Vous avez taclé France 2 et son directeur de l’information, Michel Field, accusés de vouloir censurer un reportage d’Envoyé Spécial consacré à l’affaire Bygmalion et Nicolas Sarkozy. Jusqu’où peut aller votre liberté alors que vous allez participer à une nouvelle émission sur le service public ?
Ma liberté n’a pas de limites tant que France Inter ne m’en donne pas. La bonne nouvelle en sortant de cette expérience c’est que France Inter m’a laissé faire et France 2 aussi. Je suis rassurée car j’ai toujours la dent dure contre la télévision. J’ai toujours été persuadée qu’il y a moins de libertés. Pour l’instant, ça commence bien car France 2 m’a répondu : «tu es libre». Ce n’est pas Michel Field qui m’a répondu – je n’ai pas eu de contact avec lui – mais à la rédaction c’est ce qu’on m’a répondu.

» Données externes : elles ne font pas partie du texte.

//! HTTP server module for the course schedule store.
//!
//! This module provides an axum-based HTTP server that exposes the class
//! documents and the single-cell edit endpoint. It reuses the service layer
//! and repository pattern from the core library.
//!
//! # Architecture
//!
//! ```text
//! ┌──────────────────────────────────────────────────────────┐
//! │  HTTP Layer (axum handlers)                               │
//! │  - Request parsing and validation                         │
//! │  - JSON serialization/deserialization                     │
//! │  - CORS, compression, static files, error mapping         │
//! └───────────────────┬──────────────────────────────────────┘
//!                     │
//! ┌───────────────────▼──────────────────────────────────────┐
//! │  Service Layer (db/services.rs, services/)                │
//! │  - Edit validation and load / match / save                │
//! │  - Calendar classification, summaries, overview           │
//! └───────────────────┬──────────────────────────────────────┘
//!                     │
//! ┌───────────────────▼──────────────────────────────────────┐
//! │  Repository Layer (db/)                                   │
//! │  - FileRepository / LocalRepository                       │
//! └──────────────────────────────────────────────────────────┘
//! ```

#[cfg(feature = "http-server")]
pub mod handlers;

#[cfg(feature = "http-server")]
pub mod router;

#[cfg(feature = "http-server")]
pub mod state;

#[cfg(feature = "http-server")]
pub mod error;

#[cfg(feature = "http-server")]
pub mod dto;

#[cfg(feature = "http-server")]
pub use router::create_router;

#[cfg(feature = "http-server")]
pub use state::AppState;
//! HTTP error handling and response types.

use axum::{
    http::StatusCode,
    response::{IntoResponse, Response},
    Json,
};
use serde::{Deserialize, Serialize};

use crate::db::repository::RepositoryError;

/// API error response body.
#[derive(Debug, Clone, PartialEq, Eq, Serialize, Deserialize)]
pub struct ApiError {
    /// Human-readable error message; never carries filesystem paths
    pub error: String,
}

impl ApiError {
    pub fn new(error: impl Into<String>) -> Self {
        Self {
            error: error.into(),
        }
    }
}

/// Application error type for HTTP handlers.
#[derive(Debug)]
pub enum AppError {
    /// Resource not found
    NotFound(String),
    /// Invalid request (validation error)
    BadRequest(String),
    /// Request body over the size limit
    PayloadTooLarge(String),
    /// Repository error
    Repository(RepositoryError),
}

impl AppError {
    /// Status code and client-facing message.
    ///
    /// Repository errors are reduced to a fixed message per kind; the full
    /// error with its context only goes to the log.
    pub fn status_and_message(&self) -> (StatusCode, String) {
        match self {
            AppError::NotFound(msg) => (StatusCode::NOT_FOUND, msg.clone()),
            AppError::BadRequest(msg) => (StatusCode::BAD_REQUEST, msg.clone()),
            AppError::PayloadTooLarge(msg) => (StatusCode::PAYLOAD_TOO_LARGE, msg.clone()),
            AppError::Repository(e) => match e {
                RepositoryError::NotFound { .. } => {
                    (StatusCode::NOT_FOUND, "class document not found".to_string())
                }
                RepositoryError::ValidationError { message, .. } => {
                    (StatusCode::BAD_REQUEST, message.clone())
                }
                RepositoryError::CorruptDocument { .. } => (
                    StatusCode::INTERNAL_SERVER_ERROR,
                    "class document is malformed".to_string(),
                ),
                RepositoryError::WriteFailure { .. } => (
                    StatusCode::INTERNAL_SERVER_ERROR,
                    "failed to write class document".to_string(),
                ),
                RepositoryError::ConfigurationError { .. }
                | RepositoryError::InternalError { .. } => (
                    StatusCode::INTERNAL_SERVER_ERROR,
                    "internal server error".to_string(),
                ),
            },
        }
    }
}

impl IntoResponse for AppError {
    fn into_response(self) -> Response {
        let (status, message) = self.status_and_message();

        match &self {
            AppError::Repository(e) if status.is_server_error() => {
                tracing::error!(error = %e, "request failed");
            }
            AppError::Repository(e) => tracing::warn!(error = %e, "request rejected"),
            _ => {}
        }

        (status, Json(ApiError::new(message))).into_response()
    }
}

impl From<RepositoryError> for AppError {
    fn from(err: RepositoryError) -> Self {
        AppError::Repository(err)
    }
}

#[cfg(test)]
mod tests {
    use super::*;
    use crate::db::repository::ErrorContext;

    #[test]
    fn test_repository_error_mapping() {
        let cases = [
            (RepositoryError::not_found("x"), StatusCode::NOT_FOUND),
            (RepositoryError::validation("missing required fields: date"), StatusCode::BAD_REQUEST),
            (RepositoryError::internal("boom"), StatusCode::INTERNAL_SERVER_ERROR),
        ];
        for (err, expected) in cases {
            assert_eq!(AppError::from(err).status_and_message().0, expected);
        }
    }

    #[test]
    fn test_paths_not_leaked() {
        let err = RepositoryError::write_failure_with_context(
            "permission denied: /srv/data/403.json",
            ErrorContext::class_document("save", "403"),
        );
        let (status, message) = AppError::from(err).status_and_message();
        assert_eq!(status, StatusCode::INTERNAL_SERVER_ERROR);
        assert!(!message.contains("/srv"));
    }
}
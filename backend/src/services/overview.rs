//! Read-only views over class documents: a single-class summary and the
//! weekly matrix across every class.

use std::collections::BTreeMap;

use chrono::NaiveDate;
use serde::{Deserialize, Serialize};

use super::calendar::{classify, parse_entry_date, term_stats, week_start_label, week_number, ContentType, TermStats};
use crate::db::repository::{RepositoryResult, ScheduleRepository};
use crate::models::{Calendar, ClassId, ScheduleDocument, ScheduleEntry};

/// An entry annotated with its semester week and content type.
#[derive(Debug, Clone, PartialEq, Eq, Serialize, Deserialize)]
pub struct EntryView {
    pub date: String,
    pub weekday: String,
    pub period: String,
    pub content: String,
    /// `None` when the date does not parse.
    pub week: Option<i64>,
    pub content_type: ContentType,
    /// Normal lesson already behind `today`.
    pub past: bool,
}

/// One class with annotated entries and lesson counts.
#[derive(Debug, Clone, PartialEq, Eq, Serialize, Deserialize)]
pub struct ClassSummary {
    pub class_id: ClassId,
    pub class_name: String,
    pub note: String,
    pub entries: Vec<EntryView>,
    pub stats: TermStats,
}

/// One row of the weekly matrix.
#[derive(Debug, Clone, PartialEq, Eq, Serialize, Deserialize)]
pub struct WeekRow {
    pub week: i64,
    /// `M/D` of the first day of the week.
    pub week_start: String,
    /// Entries per class; classes with nothing that week are absent.
    pub classes: BTreeMap<ClassId, Vec<EntryView>>,
}

/// Weekly matrix across classes.
#[derive(Debug, Clone, PartialEq, Eq, Serialize, Deserialize)]
pub struct Overview {
    /// Column order.
    pub classes: Vec<ClassId>,
    pub stats: BTreeMap<ClassId, TermStats>,
    /// Every week from the first populated one to the last, gaps included.
    pub weeks: Vec<WeekRow>,
}

fn entry_view(entry: &ScheduleEntry, calendar: &Calendar, today: NaiveDate) -> EntryView {
    let date = parse_entry_date(calendar, &entry.date);
    let content_type = classify(&entry.content, &entry.date, calendar);
    EntryView {
        date: entry.date.clone(),
        weekday: entry.weekday.clone(),
        period: entry.period.clone(),
        content: entry.content.clone(),
        week: date.map(|d| week_number(d, calendar.semester_start)),
        content_type,
        past: content_type == ContentType::Normal && date.is_some_and(|d| d < today),
    }
}

/// Summarize an already loaded document.
pub fn summarize(
    class_id: &ClassId,
    document: &ScheduleDocument,
    calendar: &Calendar,
    today: NaiveDate,
) -> ClassSummary {
    ClassSummary {
        class_id: class_id.clone(),
        class_name: document.class_name.clone(),
        note: document.note.clone(),
        entries: document
            .schedule
            .iter()
            .map(|entry| entry_view(entry, calendar, today))
            .collect(),
        stats: term_stats(&document.schedule, calendar, today),
    }
}

/// Load one class and summarize it.
pub async fn class_summary<R: ScheduleRepository + ?Sized>(
    repo: &R,
    class_id: &ClassId,
    calendar: &Calendar,
    today: NaiveDate,
) -> RepositoryResult<ClassSummary> {
    let document = repo.load(class_id).await?;
    Ok(summarize(class_id, &document, calendar, today))
}

/// Build the weekly matrix for `classes`. Fails if any class fails to load.
pub async fn overview<R: ScheduleRepository + ?Sized>(
    repo: &R,
    classes: &[ClassId],
    calendar: &Calendar,
    today: NaiveDate,
) -> RepositoryResult<Overview> {
    let mut stats = BTreeMap::new();
    let mut by_week: BTreeMap<i64, BTreeMap<ClassId, Vec<EntryView>>> = BTreeMap::new();

    for class_id in classes {
        let summary = class_summary(repo, class_id, calendar, today).await?;
        for entry in summary.entries {
            let Some(week) = entry.week.filter(|w| *w > 0) else {
                continue;
            };
            by_week
                .entry(week)
                .or_default()
                .entry(class_id.clone())
                .or_default()
                .push(entry);
        }
        stats.insert(class_id.clone(), summary.stats);
    }

    let weeks = match (by_week.keys().next().copied(), by_week.keys().last().copied()) {
        (Some(first), Some(last)) => (first..=last)
            .map(|week| WeekRow {
                week,
                week_start: week_start_label(calendar.semester_start, week),
                classes: by_week.remove(&week).unwrap_or_default(),
            })
            .collect(),
        _ => Vec::new(),
    };

    Ok(Overview {
        classes: classes.to_vec(),
        stats,
        weeks,
    })
}

#[cfg(test)]
mod tests {
    use super::*;
    use crate::db::repositories::LocalRepository;
    use crate::db::repository::RepositoryError;
    use crate::models::CalendarSettings;

    fn calendar() -> Calendar {
        CalendarSettings::default().resolve().unwrap()
    }

    fn today() -> NaiveDate {
        NaiveDate::from_ymd_opt(2026, 3, 5).unwrap()
    }

    fn repo() -> LocalRepository {
        let repo = LocalRepository::new();
        repo.insert_document(
            ClassId::from("401"),
            &ScheduleDocument::new("401", "physics")
                .with_entry(ScheduleEntry::new("02/10", "二", "P1", "上課"))
                .with_entry(ScheduleEntry::new("03/03", "二", "P1", "小考")),
        );
        repo.insert_document(
            ClassId::from("403"),
            &ScheduleDocument::new("403", "")
                .with_entry(ScheduleEntry::new("02/02", "一", "P2", "預備週"))
                .with_entry(ScheduleEntry::new("02/11", "三", "P2", ""))
                .with_entry(ScheduleEntry::new("03/11", "三", "P2", "練習")),
        );
        repo
    }

    #[tokio::test]
    async fn test_class_summary() {
        let summary = class_summary(&repo(), &ClassId::from("401"), &calendar(), today())
            .await
            .unwrap();
        assert_eq!(summary.class_name, "401");
        assert_eq!(summary.note, "physics");
        assert_eq!(summary.entries[0].week, Some(1));
        assert!(summary.entries[0].past);
        assert_eq!(summary.entries[1].week, Some(4));
        assert_eq!(summary.entries[1].content_type, ContentType::Quiz);
        assert!(!summary.entries[1].past);
        assert_eq!(summary.stats.segments[0].total, 2);
        assert_eq!(summary.stats.segments[0].remaining, 0);
    }

    #[tokio::test]
    async fn test_overview_weeks_and_gaps() {
        let classes = [ClassId::from("401"), ClassId::from("403")];
        let view = overview(&repo(), &classes, &calendar(), today()).await.unwrap();

        let weeks: Vec<i64> = view.weeks.iter().map(|w| w.week).collect();
        assert_eq!(weeks, vec![1, 2, 3, 4, 5]);
        assert_eq!(view.weeks[0].week_start, "2/9");
        assert_eq!(view.weeks[0].classes.len(), 2);
        assert!(view.weeks[1].classes.is_empty());
        assert_eq!(view.weeks[4].classes[&ClassId::from("403")][0].content, "練習");
        assert_eq!(view.stats.len(), 2);
        assert_eq!(view.classes, classes.to_vec());
    }

    #[tokio::test]
    async fn test_overview_missing_class_fails() {
        let classes = [ClassId::from("401"), ClassId::from("999")];
        let err = overview(&repo(), &classes, &calendar(), today()).await.unwrap_err();
        assert!(matches!(err, RepositoryError::NotFound { .. }));
    }

    #[tokio::test]
    async fn test_overview_empty() {
        let view = overview(&LocalRepository::new(), &[], &calendar(), today())
            .await
            .unwrap();
        assert!(view.weeks.is_empty());
    }
}
//! Data model: class documents, edit requests and the semester calendar.

pub mod calendar;
pub mod document;
pub mod edit;

pub use calendar::{parse_month_day, Calendar, CalendarSettings, ContentKeywords, ExamWindow};
pub use document::{ClassId, ScheduleDocument, ScheduleEntry};
pub use edit::{CellEdit, EditOutcome, EditRequest};
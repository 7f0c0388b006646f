//! Course schedule HTTP server binary.
//!
//! Loads the configuration, opens the document store, and serves the edit
//! endpoint, the document reads and the static page.
//!
//! # Usage
//!
//! ```bash
//! # Serve ./data with defaults (or ./course-schedule.toml when present)
//! cargo run --bin course-server
//!
//! # Explicit configuration file
//! cargo run --bin course-server -- path/to/course-schedule.toml
//! ```
//!
//! # Environment Variables
//!
//! - `HOST`: Server host (default: 0.0.0.0)
//! - `PORT`: Server port (default: 8080)
//! - `DATA_DIR`: Directory holding `<classId>.json` documents (default: data)
//! - `STATIC_DIR`: Directory served for unmatched paths (default: none)
//! - `REPOSITORY_TYPE`: `file` or `local` (default: file)
//! - `RUST_LOG`: Log level (default: info)

use std::env;
use std::net::SocketAddr;
use std::path::PathBuf;

use tracing::{info, warn, Level};
use tracing_subscriber::FmtSubscriber;

use course_schedule::config::ServiceConfig;
use course_schedule::db::{self, RepositoryFactory};
use course_schedule::http::{create_router, AppState};

#[tokio::main]
async fn main() -> anyhow::Result<()> {
    // Initialize logging
    FmtSubscriber::builder()
        .with_max_level(
            env::var("RUST_LOG")
                .ok()
                .and_then(|s| s.parse().ok())
                .unwrap_or(Level::INFO),
        )
        .with_target(true)
        .with_thread_ids(true)
        .init();

    info!("Starting course schedule server");

    let config_path = env::args().nth(1).map(PathBuf::from);
    let config = ServiceConfig::load(config_path.as_deref())?;

    let repository = RepositoryFactory::from_config(&config)?;
    if !db::health_check(repository.as_ref()).await? {
        warn!(
            "Data directory {} is not available; reads will fail until it exists",
            config.repository.data_dir.display()
        );
    }
    info!("Repository initialized ({})", config.repository.repo_type);

    let state = AppState::from_config(repository, &config)?;
    if state.edit_locks.is_some() {
        info!("Edits to the same class are serialized");
    }
    if let Some(dir) = &state.static_dir {
        info!("Serving static files from {}", dir.display());
    }

    let app = create_router(state);

    let listener = tokio::net::TcpListener::bind(config.bind_address()).await?;
    let addr: SocketAddr = listener.local_addr()?;
    info!("Server listening on http://{}", addr);
    info!("Health check: http://{}/health", addr);

    axum::serve(listener, app).await?;

    Ok(())
}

Vous considérez qu’il y a moins de libertés à la télévision, pourquoi ?
Il y a moins de libertés à la télévision car il y a plus d’enjeux financiers. A France Inter par exemple, c’est un public plutôt éclairé et qui n’est pas très proche des idées d’extrême droite. La télévision ça fédère beaucoup plus de public: on nous demande de ne pas heurter, diviser, segmenter. Mais sur le service public, j’ai encore cette liberté là. Par rapport à l’expérience Canal+ où j’ai été black-listée du jour au lendemain, France 2 nous donne une bonne leçon.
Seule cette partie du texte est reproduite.